La dura verdad sobre el boxeo

La fiebre del boxeo se dispara. Inspirados por íconos del boxeo como Manny «Pacman» Pacquiao, Floyd «Money» Mayweather Jr. y Timothy «Desert Storm» Bradley, los aspirantes y aficionados al boxeo han surgido como hongos en casi todas las partes del mundo. Algunos de ellos solo querían «sentir» cómo es el boxeo, pero la mayoría soñaba con estar en el ring como un boxeador profesional de renombre mundial.

Un país en particular es Filipinas. De hecho, algunos jóvenes que no asistieron a la escuela han sido retratados en las noticias nacionales como adictos al boxeo. Azotados por la pobreza, estos jóvenes recurrieron al boxeo imitando a su ídolo por excelencia Manny Pacquiao. Incluso usaron guantes mal hechos y entrenaron durante horas con otro joven fuera de la escuela como entrenador. Sin embargo, este tipo de actividad extenuante a menudo forzaba sus músculos y, a cambio, forzaba sus cuerpos jóvenes. Desafortunadamente, esto podría conducir a su destrucción.

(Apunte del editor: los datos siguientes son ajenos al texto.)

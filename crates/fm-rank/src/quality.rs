use fm_config::{QualityScores, ReconConfig};
use serde::Serialize;

/// A source paired with its quality for one component.
#[derive(Clone, Debug, PartialEq, Eq, Serialize)]
pub struct RankedSource {
    pub source: String,
    pub quality: i32,
}

/// Trust scores for (source, component) pairs.
///
/// Lookup order: the configured table, then scores the probes announced in
/// their own results, then `default_quality`.
#[derive(Clone, Debug, Default, PartialEq, Eq)]
pub struct QualityTable {
    configured: QualityScores,
    external: QualityScores,
    default_quality: i32,
}

impl QualityTable {
    /// Create a table from configured scores and a default.
    pub fn new(configured: QualityScores, default_quality: i32) -> Self {
        Self {
            configured,
            external: QualityScores::new(),
            default_quality,
        }
    }

    /// Build the table described by `config`.
    pub fn from_config(config: &ReconConfig) -> Self {
        Self::new(config.quality.clone(), config.default_quality)
    }

    /// Layer probe-announced scores beneath the configured ones.
    pub fn with_external(mut self, external: QualityScores) -> Self {
        self.external = external;
        self
    }

    /// The quality returned when no entry exists.
    pub fn default_quality(&self) -> i32 {
        self.default_quality
    }

    /// The locally configured score, ignoring announced ones.
    pub fn configured_quality(&self, source: &str, component: &str) -> Option<i32> {
        lookup(&self.configured, source, component)
    }

    /// The score a probe announced for itself, ignoring configuration.
    pub fn announced_quality(&self, source: &str, component: &str) -> Option<i32> {
        lookup(&self.external, source, component)
    }

    /// The explicitly configured or announced score, without the default.
    pub fn explicit_quality(&self, source: &str, component: &str) -> Option<i32> {
        lookup(&self.configured, source, component)
            .or_else(|| lookup(&self.external, source, component))
    }

    /// The trust score of `source` reporting on `component`. Never fails.
    pub fn quality(&self, source: &str, component: &str) -> i32 {
        self.explicit_quality(source, component).unwrap_or_else(|| {
            tracing::debug!(source, component, "no quality configured; using default");
            self.default_quality
        })
    }

    /// Rank `sources` for `component` in ascending quality.
    ///
    /// Ties keep their input order. Lowest trust comes first so that a
    /// caller applying sources in order lets the most trusted one win.
    pub fn rank_sources<S: AsRef<str>>(&self, sources: &[S], component: &str) -> Vec<RankedSource> {
        let mut ranked: Vec<RankedSource> = sources
            .iter()
            .map(|s| RankedSource {
                source: s.as_ref().to_string(),
                quality: self.quality(s.as_ref(), component),
            })
            .collect();
        // `sort_by_key` is stable.
        ranked.sort_by_key(|r| r.quality);
        ranked
    }
}

fn lookup(scores: &QualityScores, source: &str, component: &str) -> Option<i32> {
    scores.get(source)?.get(component).copied()
}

He leído y escuchado acerca de los muchos beneficios del boxeo. A medida que más y más personas adoptan el boxeo como deporte o incluso como pasatiempo, no pude evitar pensar en la posibilidad de encuentros aún más peligrosos en el boxeo desde su introducción como deporte oficial. Fue un tal Manuel Velázquez quien investigó, denunció y recopiló en su colección a las víctimas del boxeo, incluyendo un cuidadoso análisis de la naturaleza de sus muertes. Estos practicantes de boxeo, aficionados y profesionales sufrieron grandes pérdidas e incluso la muerte mientras recibían poca atención la mayor parte del tiempo. Las boxeadoras también han sido citadas por sufrir lesiones graves en medio de una pelea o después. Varios boxeadores con las manos desnudas triunfaron en un combate, pero lamentablemente murieron en el siguiente combate al recibir fuertes golpes y puñetazos. Sin embargo, un número razonable de estos guerreros ganó durante sus luchas finales.

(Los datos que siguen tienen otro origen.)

use std::fmt;
use std::str::FromStr;

use serde::{Deserialize, Serialize};

use crate::error::TypeError;
use crate::record::Record;

/// Static classification of a component, decided once by configuration.
#[derive(Clone, Copy, Debug, PartialEq, Eq, Hash, Serialize, Deserialize)]
#[serde(rename_all = "snake_case")]
pub enum ComponentKind {
    /// One value per source (`model_name`, `type`).
    Scalar,
    /// Unordered list of primitive values per source (`mac_addresses`).
    FlatList,
    /// List of records per source, matched by identity (`memory`, `disks`).
    RecordTable,
}

impl fmt::Display for ComponentKind {
    fn fmt(&self, f: &mut fmt::Formatter<'_>) -> fmt::Result {
        match self {
            Self::Scalar => write!(f, "scalar"),
            Self::FlatList => write!(f, "flat_list"),
            Self::RecordTable => write!(f, "record_table"),
        }
    }
}

impl FromStr for ComponentKind {
    type Err = TypeError;

    fn from_str(s: &str) -> Result<Self, Self::Err> {
        match s {
            "scalar" => Ok(Self::Scalar),
            "flat_list" => Ok(Self::FlatList),
            "record_table" => Ok(Self::RecordTable),
            other => Err(TypeError::UnknownKind(other.to_string())),
        }
    }
}

/// An ordered tuple of field names whose joint value identifies a record.
///
/// Serialized as a plain array of field names.
#[derive(Clone, Debug, PartialEq, Eq, Hash, Serialize, Deserialize)]
#[serde(try_from = "Vec<String>", into = "Vec<String>")]
pub struct FieldGroup(Vec<String>);

impl FieldGroup {
    /// Create a group from field names. At least one field is required.
    pub fn new<I, S>(fields: I) -> Result<Self, TypeError>
    where
        I: IntoIterator<Item = S>,
        S: Into<String>,
    {
        let fields: Vec<String> = fields.into_iter().map(Into::into).collect();
        if fields.is_empty() {
            return Err(TypeError::EmptyFieldGroup);
        }
        Ok(Self(fields))
    }

    /// The field names in configured order.
    pub fn fields(&self) -> &[String] {
        &self.0
    }

    /// Returns `true` if every field of the group is present and non-empty
    /// in `record`.
    pub fn is_satisfied_by(&self, record: &Record) -> bool {
        self.0.iter().all(|field| record.has_value(field))
    }
}

impl TryFrom<Vec<String>> for FieldGroup {
    type Error = TypeError;

    fn try_from(fields: Vec<String>) -> Result<Self, Self::Error> {
        Self::new(fields)
    }
}

impl From<FieldGroup> for Vec<String> {
    fn from(group: FieldGroup) -> Self {
        group.0
    }
}

impl fmt::Display for FieldGroup {
    fn fmt(&self, f: &mut fmt::Formatter<'_>) -> fmt::Result {
        write!(f, "({})", self.0.join(", "))
    }
}

/// Build a list of [`FieldGroup`]s from nested string slices.
///
/// Intended for literals; empty inner slices are skipped.
pub fn groups(literal: &[&[&str]]) -> Vec<FieldGroup> {
    literal.iter()
        .filter_map(|g| FieldGroup::new(g.iter().copied()).ok())
        .collect()
}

A principios de 2012, un boxeador profesional filipino murió después de sufrir heridas en la cabeza y caer en coma. Karlo Maquinto, el boxeador invicto de 21 años de Iloilo, Filipinas, peleó su novena pelea cuando se cayó durante el cuarto asalto y fue trasladado de inmediato al hospital. Después de ser diagnosticado con inflamación cerebral y un coágulo de sangre, murió. Ese fue el final de todo, de sus sueños y los de su familia. Fue el segundo después del supergallo Manuel Zayas, de 21 años, quien también murió por la misma causa hace 10 años.

Las apasionantes carreras boxísticas de los boxeadores filipinos Manny Pacquiao y Nonito Donaire han inspirado a muchos, pero ¿cuánto tiempo estarán a salvo estos aprendices y aficionados? ¿Quién podría librar a los boxeadores profesionales de los peligros extremos a los que se enfrentan cada vez que suben al ring? El mundo está demasiado absorbido por los campeones de boxeo de nuestro tiempo. Es hora de que nos detengamos y oremos también por las víctimas.

La era del boxeo mortal ha terminado hace mucho tiempo. Las reglas del London Prize Ring han sido reemplazadas por las reglas del Marqués de Queensberry, que son más profesionales, científicas y seguras. Luchar, cavar, patear y golpear por debajo del cinturón ahora se consideran faltas. Sin embargo, no es garantía de que cualquier boxeador vivo hoy esté totalmente a salvo, como los casos de muchas víctimas del boxeo. Hay que recordar que el boxeo no se trata solo de ganar y perder. Es más grave y las reglas no deben darse por sentadas. Esta es la dura verdad en el boxeo. A menos que un boxeador ejerza extrema precaución, nunca volverá a estar a salvo.